Like, on a very basic level.


Is it because people will lose there homes?


I want to assure you that I do have a very strong emotional response to this, I just don't think that emotions should decide most things as they cloud judgment Basing my response purely on emotions I think its terrible to ever take someones home away from them. In fact I think I could pose a very strong argument as to why society is better of insuring that everyone remains in there home. I think anyone who advertises anything that might threaten to take a persons home from them should be brought to trial if anyone is a victim of these actions.

Emotions make most decisions seem like a cakewalk, everyone feels this way. However basing real decisions on emotion rather than logic creates policies that are simply abused.

When these people made decisions to purchase homes they likely got caught up in the emotion. I know of plenty of people who bought homes with %5 down and with jobs that made the mortgage payments greater than %50 of there monthly income. They fell in love with the home and enjoyed the pride of claiming to be a home owner. In many of these cases when final costs came up and property taxes went up and condo fees went up they found that there monthly costs with utilities were closer to %90 of income. If they had ignored the person trying to sell them a condo, and ignored the media telling them to buy a condo and ignored the person trying to sell them the mortgage they would have looked into what I did. Your much better off saving %20 in RRSP's having much lower closing costs and picking a place that is for sale in distress even if it isn't exactly what you pictured.

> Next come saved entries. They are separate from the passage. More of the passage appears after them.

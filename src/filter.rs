use regex::{Regex, RegexBuilder};
use tracing::warn;

use crate::domain::{DistrictCode, ElectionCategory};
use crate::error::ScrapeError;

const ORDINAL: &str = r"(?:st|nd|rd|th)";

/// Regex fragment matching the official race name for a district code.
pub fn district_pattern(code: DistrictCode) -> String {
    match code {
        DistrictCode::Ward(n) => format!(r"\balderman\W+{n}{ORDINAL}\s+ward\b"),
        DistrictCode::President => {
            r"\bpresident\s+and\s+vice[\s-]+president\b|\bpresident,?\s+u\.?\s?s\.?".to_string()
        }
        DistrictCode::Congress(n) => {
            format!(r"\bcongress\W+{n}{ORDINAL}\s+(?:congressional\s+)?district\b")
        }
        DistrictCode::StateSenate(n) => {
            format!(r"\bstate\s+senat(?:e|or)\W+{n}{ORDINAL}\s+(?:legislative\s+)?district\b")
        }
        DistrictCode::StateHouse(n) => {
            format!(r"\bstate\s+rep(?:resentative|\.)?\W+{n}{ORDINAL}\s+(?:representative\s+)?district\b")
        }
    }
}

/// Maps a raw code from the command line to its pattern, or `None` with a
/// notice when the code is not recognized.
pub fn map_district(code: &str) -> Option<String> {
    match code.parse::<DistrictCode>() {
        Ok(code) => Some(district_pattern(code)),
        Err(raw) => {
            warn!(code = %raw, "unrecognized district code, skipping");
            None
        }
    }
}

#[derive(Debug, Clone)]
pub enum RaceFilter {
    /// No district or keyword was requested.
    All,
    /// Codes or keywords were requested but none produced a pattern.
    Nothing,
    Pattern(Regex),
}

impl RaceFilter {
    pub fn new(districts: &[String], keywords: &[String]) -> Result<Self, ScrapeError> {
        if districts.is_empty() && keywords.is_empty() {
            return Ok(RaceFilter::All);
        }

        let mut fragments: Vec<String> = districts
            .iter()
            .filter_map(|code| map_district(code))
            .collect();
        fragments.extend(
            keywords
                .iter()
                .map(|keyword| keyword.trim())
                .filter(|keyword| !keyword.is_empty())
                .map(regex::escape),
        );

        if fragments.is_empty() {
            warn!("no usable district code or keyword given; no race will be selected");
            return Ok(RaceFilter::Nothing);
        }

        let combined = fragments
            .iter()
            .map(|fragment| format!("(?:{fragment})"))
            .collect::<Vec<_>>()
            .join("|");
        let regex = RegexBuilder::new(&combined)
            .case_insensitive(true)
            .build()
            .map_err(|err| ScrapeError::InvalidPattern(err.to_string()))?;
        Ok(RaceFilter::Pattern(regex))
    }

    pub fn matches(&self, race_name: &str) -> bool {
        match self {
            RaceFilter::All => true,
            RaceFilter::Nothing => false,
            RaceFilter::Pattern(regex) => regex.is_match(race_name),
        }
    }
}

/// Predicate over the link text of the results index.
#[derive(Debug, Clone)]
pub struct ElectionFilter {
    labels: Vec<String>,
    years: Vec<String>,
}

impl ElectionFilter {
    pub fn new(categories: &[ElectionCategory], years: &[String]) -> Result<Self, ScrapeError> {
        let years: Vec<String> = years
            .iter()
            .map(|year| year.trim().to_string())
            .filter(|year| !year.is_empty())
            .collect();
        let mut labels = Vec::new();
        for category in categories {
            for label in category.labels() {
                if !labels.contains(&label) {
                    labels.push(label);
                }
            }
        }
        if labels.is_empty() && years.is_empty() {
            return Err(ScrapeError::EmptySelection);
        }
        Ok(Self { labels, years })
    }

    pub fn labels(&self) -> &[String] {
        &self.labels
    }

    pub fn years(&self) -> &[String] {
        &self.years
    }

    pub fn matches(&self, text: &str) -> bool {
        let category_ok =
            self.labels.is_empty() || self.labels.iter().any(|label| text.contains(label.as_str()));
        let year_ok =
            self.years.is_empty() || self.years.iter().any(|year| text.contains(year.as_str()));
        category_ok && year_ok
    }
}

When you walk into a bank or a mortgage broker you have to understand that although they want to give you money its to make money off of you and there are several ways for them to make more. The less down payment you have the worse off you are, the less capital in the home the worse off you are, the slower at which you repay the capital the worse off you are. If your getting a great deal and your not starting with capital or paying down capital you shouldn't be purchasing a home.

By coddling and protecting people from making dumb decisions we are doing the opposite of what I believe we should do. I say open the flood gates to all forms of stupid advertising of every form possible. Within 5 years no human being will believe a word of it anymore anyway and it would cease to have any grip upon us. By legislating it peace by peace by peace we are facing a never ending battle that will eventually cross the boundaries of sanity. And in both cases inevitably it will end up in court or it will end up costing homes or it will end up costing lives.

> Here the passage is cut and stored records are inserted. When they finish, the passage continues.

use std::process::ExitCode;

use camino::Utf8PathBuf;
use clap::{ArgGroup, Parser};
use miette::IntoDiagnostic;
use tracing_subscriber::EnvFilter;

use precinct_results::app::{App, RunOptions, ScrapeRequest};
use precinct_results::config::ConfigLoader;
use precinct_results::domain::{ElectionCategory, Party};
use precinct_results::error::ScrapeError;
use precinct_results::output::{JsonOutput, LogSink, OutputMode, print_summary};
use precinct_results::site::HttpSiteClient;
use precinct_results::store::Store;

#[derive(Parser)]
#[command(name = "precinct-results")]
#[command(about = "Download election results by race and normalize them into per-precinct TSV files")]
#[command(version)]
#[command(group(
    ArgGroup::new("selection")
        .required(true)
        .multiple(true)
        .args(["primaries", "generals", "runoffs", "years"])
))]
struct Cli {
    /// Directory to write data to; created if absent.
    #[arg(short = 'f', long, default_value = ".")]
    directory: Utf8PathBuf,

    /// Scrape primaries, optionally only for the given parties.
    #[arg(short, long, num_args = 0.., value_delimiter = ',', ignore_case = true)]
    primaries: Option<Vec<Party>>,

    /// Scrape general elections.
    #[arg(short, long)]
    generals: bool,

    /// Scrape runoff elections.
    #[arg(short, long)]
    runoffs: bool,

    /// District codes: W<1-50>, pres, IL<1-9>, SS<1-118>, SR<1-59>.
    #[arg(short, long, num_args = 1.., value_delimiter = ',')]
    districts: Vec<String>,

    /// Free-text race-name substrings.
    #[arg(short, long, num_args = 1..)]
    keywords: Vec<String>,

    /// Only elections whose title mentions one of these years.
    #[arg(short, long, num_args = 1.., value_delimiter = ',')]
    years: Vec<String>,

    #[arg(long)]
    config: Option<String>,

    #[arg(long)]
    base_url: Option<String>,

    /// List matching races without downloading them.
    #[arg(long)]
    dry_run: bool,

    #[arg(long)]
    non_interactive: bool,
}

impl Cli {
    fn categories(&self) -> Vec<ElectionCategory> {
        let mut categories = Vec::new();
        match &self.primaries {
            Some(parties) if parties.is_empty() => categories.push(ElectionCategory::Primary),
            Some(parties) => categories.extend(
                parties
                    .iter()
                    .copied()
                    .map(ElectionCategory::PartyPrimary),
            ),
            None => {}
        }
        if self.generals {
            categories.push(ElectionCategory::General);
        }
        if self.runoffs {
            categories.push(ElectionCategory::Runoff);
        }
        categories
    }
}

fn main() -> ExitCode {
    if let Err(report) = run() {
        eprintln!("{report:?}");
        if let Some(error) = report.downcast_ref::<ScrapeError>() {
            return ExitCode::from(map_exit_code(error));
        }
        return ExitCode::from(1);
    }
    ExitCode::SUCCESS
}

fn map_exit_code(error: &ScrapeError) -> u8 {
    match error {
        ScrapeError::Http(_) | ScrapeError::Status { .. } => 3,
        ScrapeError::ConfigRead(_)
        | ScrapeError::ConfigParse(_)
        | ScrapeError::InvalidBaseUrl(_)
        | ScrapeError::EmptySelection => 2,
        error if error.is_malformed_export() => 4,
        _ => 1,
    }
}

fn run() -> miette::Result<()> {
    tracing_subscriber::fmt()
        .with_env_filter(
            EnvFilter::try_from_default_env().unwrap_or_else(|_| EnvFilter::new("info")),
        )
        .with_target(false)
        .with_writer(std::io::stderr)
        .init();

    let cli = Cli::parse();
    let output_mode = if cli.non_interactive {
        OutputMode::NonInteractive
    } else {
        OutputMode::Interactive
    };

    let mut site = ConfigLoader::resolve(cli.config.as_deref())?;
    if let Some(base_url) = cli.base_url.as_deref() {
        site = site.with_base_url(base_url)?;
    }

    let request = ScrapeRequest {
        categories: cli.categories(),
        years: cli.years.clone(),
        districts: cli.districts.clone(),
        keywords: cli.keywords.clone(),
    };
    let options = RunOptions {
        dry_run: cli.dry_run,
    };

    let client = HttpSiteClient::new(&site)?;
    let app = App::new(Store::new(cli.directory), client, site);

    match output_mode {
        OutputMode::NonInteractive => {
            let result = app.run(&request, options, &JsonOutput)?;
            JsonOutput::print_run(&result).into_diagnostic()?;
        }
        OutputMode::Interactive => {
            let result = app.run(&request, options, &LogSink)?;
            print_summary(&result);
        }
    }
    Ok(())
}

In the case of people over extending themselves and not having coverage to pay there mortgage they are going to lose homes. It may be for no direct fault of there own, it may be for the stupidest negligence on there part or worse yet because they are a victim of others. To lose your home because you lost a job and a spouse lost a business is horrific. At the most basic level we have to accept that part of any loan with collateral allows foreclosure on the collateral if you don't pay. Without this no bank is going to lend money to anyone for a mortgage.

People will also buy a home and make a choice to leave the city they live in, our get divorced and be forced to sell to settle assets especially in cases with large legal bills. Life is a gamble and sometimes you go down in a pit of flames for making a bad choice sometimes you rise.

Meanwhile, the interest-only, adjustable rate mortgage on the family’s two-bedroom duplex swelled from $750 to $1,550

These people were foolish and should never have paid 750 a month for a 2 bedroom home without paying down any principle. Its pretty obviously the same as renting your own home from a mortgage company with the rental rate directly tied to the interest rate. This is the clearest sucker bet on the market and it doesn't take shit all to see why.

If we have to protect people from making this sort of arrangement its going to be damn near impossible. If the people stop paying for 12 months I can see no other option but to force them out liquidate the asset in a timely fashion and return whatever portion of it that is theres to them. If there capital in the home is 100,000 and the mortgage value plus missed payments is 210,000 and the sale price is 260,000 they should receive 50,000 having lost out on the deal. Thats the very basic concept behind borrowing money and mortgages. An interest only mortgage being the easiest one to understand out there is always a sucker bet.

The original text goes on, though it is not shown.